Le mal français et ses remèdes sont désormais parfaitement connus. Ils ont été analysés et détaillés par le FMI, l’Union européenne, les sages allemands, la Cour des comptes. La France doit arrêter une stratégie de redressement originale qui lui permette de valoriser ses nombreux atouts au lieu de les stériliser ou de les mettre à la disposition de ses concurrents. Elle relève d’une thérapie de choc à travers cinq pactes. Un pacte productif fondé sur la baisse des prélèvements sur les entreprises et sur un effort d’investissement et d’innovation. Un pacte social assurant la sortie des 35 heures et la flexibilité du marché du travail. Un pacte budgétaire prévoyant de diminuer de 100 milliards les 1 150 milliards d’euros de dépenses publiques en cinq ans. Un pacte citoyen réintégrant les jeunes et les immigrés dans la communauté nationale. Un pacte européen avec l’Allemagne impulsant une spirale vertueuse entre réformes structurelles et intégration renforcée de la zone euro.
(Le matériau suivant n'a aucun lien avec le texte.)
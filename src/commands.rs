use crate::address::{TargetAddr, encode_socket_addr};
use crate::policy::AccessPolicy;
use crate::protocol::{AddressType, Command, RSV, ReplyCode, Version};
use anyhow::{Result, bail};
use std::io;
use std::net::{Ipv4Addr, SocketAddr};
use std::time::Duration;
use tokio::io::{AsyncRead, AsyncReadExt, AsyncWrite, AsyncWriteExt};
use tokio::net::TcpStream;
use tracing::{debug, info, warn};

/// Bound address carried by failure replies
const UNSPECIFIED_BIND: SocketAddr = SocketAddr::new(std::net::IpAddr::V4(Ipv4Addr::UNSPECIFIED), 0);

/// Request is a parsed client request following the handshake
#[derive(Debug, Clone, PartialEq, Eq)]
pub struct Request {
    pub command: Command,
    pub target: TargetAddr,
}

/// read_request reads the client's request. Malformed requests get a coded
/// failure reply before the error is returned.
pub async fn read_request<S>(stream: &mut S) -> Result<Request>
where
    S: AsyncRead + AsyncWrite + Unpin,
{
    // SOCKS5 request format
    // +----+-----+-------+------+----------+----------+
    // |VER | CMD |  RSV  | ATYP | DST.ADDR | DST.PORT |
    // +----+-----+-------+------+----------+----------+
    // | 1  |  1  | X'00' |  1   | Variable |    2     |
    // +----+-----+-------+------+----------+----------+
    let mut reqbuf = [0u8; 4];
    stream.read_exact(&mut reqbuf).await?;

    let version = reqbuf[0];
    let command = reqbuf[1];
    // Not checking RSV (RESERVED) -> 0x00
    let atyp = reqbuf[3];

    if version != Version::SOCKS5 as u8 {
        send_reply(stream, ReplyCode::ServerFailure, UNSPECIFIED_BIND).await?;
        bail!("not SOCKS5: request version {:#04x}", version);
    }

    let Some(addr_type) = AddressType::from_byte(atyp) else {
        send_reply(stream, ReplyCode::AddrTypeUnsupported, UNSPECIFIED_BIND).await?;
        bail!("unsupported address type {:#04x}", atyp);
    };

    let target = match TargetAddr::read_from(stream, addr_type).await {
        Ok(target) => target,
        Err(e) => {
            // The client may already be gone, the parse error is what matters
            let _ = send_reply(stream, ReplyCode::ServerFailure, UNSPECIFIED_BIND).await;
            return Err(e);
        }
    };

    let Some(command) = Command::from_byte(command) else {
        send_reply(stream, ReplyCode::CommandNotSupported, UNSPECIFIED_BIND).await?;
        bail!("unknown command {:#04x}", command);
    };

    Ok(Request { command, target })
}

/// dispatch carries out a request. On success the open destination stream
/// is returned and the success reply has been written; every failure has
/// been answered with its reply code.
pub async fn dispatch<S>(
    stream: &mut S,
    request: Request,
    policy: &AccessPolicy,
    connect_timeout: Duration,
) -> Result<TcpStream>
where
    S: AsyncWrite + Unpin,
{
    match request.command {
        Command::Connect => {
            handle_connect_cmd(stream, &request.target, policy, connect_timeout).await
        }
        Command::Bind | Command::UdpAssociate => {
            send_reply(stream, ReplyCode::CommandNotSupported, UNSPECIFIED_BIND).await?;
            bail!("{:?} not supported", request.command)
        }
    }
}

/// handle_connect_cmd checks the destination against policy, then opens the
/// outbound connection within `connect_timeout`
async fn handle_connect_cmd<S>(
    stream: &mut S,
    target: &TargetAddr,
    policy: &AccessPolicy,
    connect_timeout: Duration,
) -> Result<TcpStream>
where
    S: AsyncWrite + Unpin,
{
    if !policy.allows_destination(target) {
        warn!("destination {} not allowed by ruleset", target);
        send_reply(stream, ReplyCode::ConnectionNotAllowed, UNSPECIFIED_BIND).await?;
        bail!("destination {target} not allowed by ruleset");
    }

    match tokio::time::timeout(connect_timeout, connect_target(target)).await {
        Ok(Ok(outbound)) => {
            let bound = outbound.local_addr()?;
            send_reply(stream, ReplyCode::Succeeded, bound).await?;
            info!("connected to {} via {}", target, bound);
            Ok(outbound)
        }
        Ok(Err(e)) => {
            let reply_code = ReplyCode::from(e.kind());
            debug!("connect to {} failed: {} -> {:?}", target, e, reply_code);
            send_reply(stream, reply_code, UNSPECIFIED_BIND).await?;
            Err(e.into())
        }
        Err(_) => {
            send_reply(stream, ReplyCode::HostUnreachable, UNSPECIFIED_BIND).await?;
            bail!("connect to {target} timed out after {connect_timeout:?}")
        }
    }
}

/// connect_target resolves the target and tries each address in order
async fn connect_target(target: &TargetAddr) -> io::Result<TcpStream> {
    let addrs = target
        .resolve()
        .await
        .map_err(|e| io::Error::new(io::ErrorKind::HostUnreachable, e))?;

    let mut last_err = None;
    for addr in addrs {
        match TcpStream::connect(addr).await {
            Ok(outbound) => return Ok(outbound),
            Err(e) => {
                debug!("connect to {} failed: {}", addr, e);
                last_err = Some(e);
            }
        }
    }

    Err(last_err.unwrap_or_else(|| io::Error::from(io::ErrorKind::HostUnreachable)))
}

/// encode_reply builds a request reply frame
pub fn encode_reply(reply_code: ReplyCode, bound_addr: SocketAddr) -> Vec<u8> {
    // SOCKS5 reply format
    // +----+-----+-------+------+----------+----------+
    // |VER | REP |  RSV  | ATYP | BND.ADDR | BND.PORT |
    // +----+-----+-------+------+----------+----------+
    // | 1  |  1  | X'00' |  1   | Variable |    2     |
    // +----+-----+-------+------+----------+----------+
    let mut reply = vec![Version::SOCKS5 as u8, reply_code as u8, RSV];
    encode_socket_addr(&mut reply, bound_addr);
    reply
}

async fn send_reply<S>(stream: &mut S, reply_code: ReplyCode, bound_addr: SocketAddr) -> Result<()>
where
    S: AsyncWrite + Unpin,
{
    stream.write_all(&encode_reply(reply_code, bound_addr)).await?;
    stream.flush().await?;
    Ok(())
}
//! Basic SOCKS5 server example

use socksgate::Socks5Server;

#[tokio::main]
async fn main() -> Result<(), Box<dyn std::error::Error>> {
    tracing_subscriber::fmt::init();

    let server = Socks5Server::new("127.0.0.1:1080");
    println!("Starting SOCKS5 server on 127.0.0.1:1080");

    server.run().await?;
    Ok(())
}
//! Test utilities shared by the integration tests

#![allow(dead_code)]

use socksgate::Socks5Server;
use std::net::SocketAddr;
use std::time::Duration;
use tokio::io::{AsyncReadExt, AsyncWriteExt};
use tokio::net::{TcpListener, TcpSocket, TcpStream};

/// Upper bound for any single step in a test
pub const STEP_TIMEOUT: Duration = Duration::from_secs(5);

/// Start a TCP echo server on an ephemeral loopback port
pub async fn spawn_echo_server() -> SocketAddr {
    let listener = TcpListener::bind("127.0.0.1:0").await.unwrap();
    let addr = listener.local_addr().unwrap();

    tokio::spawn(async move {
        loop {
            let Ok((mut stream, _)) = listener.accept().await else {
                return;
            };
            tokio::spawn(async move {
                let (mut reader, mut writer) = stream.split();
                let _ = tokio::io::copy(&mut reader, &mut writer).await;
            });
        }
    });

    addr
}

/// A listener whose accept queue is full, so new connects hang. Keep the
/// returned values alive for as long as the stall is needed.
pub async fn stalled_listener() -> (TcpListener, Vec<TcpStream>, SocketAddr) {
    let socket = TcpSocket::new_v4().unwrap();
    socket.bind("127.0.0.1:0".parse().unwrap()).unwrap();
    let listener = socket.listen(0).unwrap();
    let addr = listener.local_addr().unwrap();

    let mut queued = Vec::new();
    for _ in 0..16 {
        match tokio::time::timeout(Duration::from_millis(100), TcpStream::connect(addr)).await {
            Ok(Ok(stream)) => queued.push(stream),
            _ => break,
        }
    }
    (listener, queued, addr)
}

/// Bind `server` on an ephemeral loopback port and run it in the background
pub async fn start_proxy(server: Socks5Server) -> SocketAddr {
    let mut server = server;
    let addr = server.bind().await.unwrap();
    tokio::spawn(server.run());
    addr
}

/// A proxy bound to loopback, ready for builder calls
pub fn loopback_server() -> Socks5Server {
    Socks5Server::new("127.0.0.1:0")
}

/// Send a greeting and return the method selection reply
pub async fn greet(stream: &mut TcpStream, methods: &[u8]) -> [u8; 2] {
    let mut greeting = vec![0x05, methods.len() as u8];
    greeting.extend_from_slice(methods);
    stream.write_all(&greeting).await.unwrap();

    let mut reply = [0u8; 2];
    stream.read_exact(&mut reply).await.unwrap();
    reply
}

/// Send a username/password request and return the auth reply
pub async fn login(stream: &mut TcpStream, username: &str, password: &str) -> [u8; 2] {
    let mut request = vec![0x01, username.len() as u8];
    request.extend_from_slice(username.as_bytes());
    request.push(password.len() as u8);
    request.extend_from_slice(password.as_bytes());
    stream.write_all(&request).await.unwrap();

    let mut reply = [0u8; 2];
    stream.read_exact(&mut reply).await.unwrap();
    reply
}

/// Send a request for a domain target and return the reply code
pub async fn request_domain(stream: &mut TcpStream, cmd: u8, host: &str, port: u16) -> u8 {
    let mut request = vec![0x05, cmd, 0x00, 0x03, host.len() as u8];
    request.extend_from_slice(host.as_bytes());
    request.extend_from_slice(&port.to_be_bytes());
    stream.write_all(&request).await.unwrap();
    read_reply(stream).await
}

/// Send a request for an IP target and return the reply code
pub async fn request_ip(stream: &mut TcpStream, cmd: u8, addr: SocketAddr) -> u8 {
    let mut request = vec![0x05, cmd, 0x00];
    match addr {
        SocketAddr::V4(v4) => {
            request.push(0x01);
            request.extend_from_slice(&v4.ip().octets());
        }
        SocketAddr::V6(v6) => {
            request.push(0x04);
            request.extend_from_slice(&v6.ip().octets());
        }
    }
    request.extend_from_slice(&addr.port().to_be_bytes());
    stream.write_all(&request).await.unwrap();
    read_reply(stream).await
}

/// Read a complete request reply and return REP
pub async fn read_reply(stream: &mut TcpStream) -> u8 {
    let mut head = [0u8; 4];
    stream.read_exact(&mut head).await.unwrap();
    assert_eq!(head[0], 0x05);
    assert_eq!(head[2], 0x00);

    let addr_len = match head[3] {
        0x01 => 4,
        0x04 => 16,
        other => panic!("unexpected ATYP {other:#04x}"),
    };
    let mut rest = vec![0u8; addr_len + 2];
    stream.read_exact(&mut rest).await.unwrap();
    head[1]
}

/// Assert the peer closes without sending anything more
pub async fn assert_closed(stream: &mut TcpStream) {
    let mut buf = Vec::new();
    let read = tokio::time::timeout(STEP_TIMEOUT, stream.read_to_end(&mut buf))
        .await
        .expect("connection was not closed");
    // A reset is as good as a clean close here
    if read.is_ok() {
        assert!(buf.is_empty(), "unexpected bytes: {buf:02x?}");
    }
}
Aujourd’hui, de deux choses l’une. Soit le couple exécutif est capable d’appliquer rapidement ce programme de redressement en réunissant une majorité solide pour le soutenir. Soit il sera balayé par la colère des Français, qui devance désormais la pression des marchés et de nos partenaires européens. Il n’est plus temps de parler, il faut délivrer. La France et les Français ne sont pas d’humeur à attendre les réformes comme on attend Godot chez Beckett.